From working with NASA to helping travel managers predict flight disruption, Bala Chandran tells BBT editor Matthew Parsons about Lumo’s journey so far
As well as sending people into space, NASA does a fair stretch of work closer to our terrestrial home. Through its Small Business Innovation Research grants, it invests in start-ups to help it explore areas that impact aviation.
In 2015 NASA invested US$1.75 million in FlightSayer (later rebranded to Lumo), which was set up to analyse drone traffic.
“NASA was interested in managing traffic congestion around drones. It funded research to look 20 years into the future – imagine you have pizza and delivery drones all over the skies! So we worked with them on predictive ideas,” Lumo’s Bala Chandran tells me, shortly after his pitch for the Entrepreneurs in Business Travel Award at the BTA Conference in the Netherlands.
That work developed into tools to predict flight delays. Chandran says he no longer receives NASA funding, following the rebrand to Lumo, but in March last year the tech start-up received US$2.3 million from investors, including JetBlue Technology Ventures and Founders Factory, whose travel programme is backed by easyJet.

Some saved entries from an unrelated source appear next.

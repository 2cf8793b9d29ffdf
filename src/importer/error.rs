// ==========================================
// 地铁列车夜间入役排班系统 - 导入模块错误类型
// ==========================================
// 依据: Rust 错误处理最佳实践
// 工具: thiserror 派生宏
// ==========================================

use thiserror::Error;

/// 导入模块错误类型
///
/// 红线: 记录级错误必须带行号与字段定位, 整批次全有或全无
/// (后序列车的配额判定依赖前序状态, 不允许半成品结果)
#[derive(Error, Debug)]
pub enum ImportError {
    // ===== 文件相关错误 =====
    #[error("文件不存在: {0}")]
    FileNotFound(String),

    #[error("文件格式不支持: {0}（仅支持 .csv）")]
    UnsupportedFormat(String),

    #[error("文件读取失败: {0}")]
    FileReadError(String),

    #[error("CSV 解析失败: {0}")]
    CsvParseError(String),

    // ===== 表头/列错误 =====
    #[error("必需列缺失: {0}")]
    MissingColumn(String),

    // ===== 记录级错误 =====
    #[error("主键缺失 (行 {0}): train_id 为空")]
    PrimaryKeyMissing(usize),

    #[error("必填字段缺失 (行 {row}, 列车 {train_id}): {field} 为空")]
    MissingField {
        row: usize,
        train_id: String,
        field: String,
    },

    #[error("布尔口径错误 (行 {row}, 列车 {train_id}, 字段 {field}): 期望 yes/no，实际 \"{value}\"")]
    InvalidFlagValue {
        row: usize,
        train_id: String,
        field: String,
        value: String,
    },

    #[error("里程值错误 (行 {row}, 列车 {train_id}): 期望非负数值，实际 \"{value}\"")]
    InvalidMileage {
        row: usize,
        train_id: String,
        value: String,
    },

    #[error("品牌需求口径错误 (行 {row}, 列车 {train_id}): 期望 High/Low/None，实际 \"{value}\"")]
    InvalidBrandingNeed {
        row: usize,
        train_id: String,
        value: String,
    },
}

impl From<std::io::Error> for ImportError {
    fn from(e: std::io::Error) -> Self {
        ImportError::FileReadError(e.to_string())
    }
}

impl From<csv::Error> for ImportError {
    fn from(e: csv::Error) -> Self {
        ImportError::CsvParseError(e.to_string())
    }
}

Despite being a runner-up in the Entrepreneurs in Business Travel Award (YourParkingSpace was the winner), the co-founder and chief executive was upbeat about the event. “It was fantastic! I rarely get to pitch at such a concentrated TMC audience – there were 50 potential customers.”
Numbers game
So what exactly is Lumo’s pitch? “Typically, we predict 50 per cent of delays before airlines,” Chandran claims. The app, and Navigator website for the MICE sector, feeds in data from a range of sources, such as OAG and Eurocontrol, which publishes data from several air traffic communities. Its algorithms also consider information on flight paths and air traffic, congestion at various airports, how that impacts other airports, and weather forecasts.
The user can track their flight, and Lumo’s delay probability score is returned on a scale of one to ten, with ten meaning a definite delay. There’s also a score for the severity of the delay. Chandran says the average tipping point is number seven, where the traveller will take action. “But it’s so dependent on context,” he says. “Is it a case of, ‘I really have to be there’, and is the fare non-refundable?”
In the US, Lumo provides white-label predictive analytics to several TMCs, including Altour and Adelman Travel, and globally with CWT and Flight Centre Travel Group.
It also works directly with corporates, including Microsoft, Anthem Healthcare and Edgewell Personal Care – companies that tend to have significant “road warrior populations”, Chandran says. In one recent case study, a large organsation saved 10,000 hours of delays per year across its workforce, when it historically had experienced 40,000 hours per year.
Lumo’s business model is based on a charge per flight tracker, or per segment fee, all done via API, while its desktop tool, Navigator, charges a licence fee.
Currently, Chandran is looking to raise more funding to expand in Europe. “The most exciting part has been the past few months,” he says. “We’re signing up new customers everyday.”
As far as predictions go, there’s a strong chance the industry will be hearing a lot more about Lumo.
ProfileBala Chandran founded FlightSayer (which became Lumo) in 2014. Prior to that he held roles at Analytics Operations Engineering, Intelsat Global Service Corporation and Lawrence Berkeley National Laboratory. He holds a PhD in industrial engineering and operations research.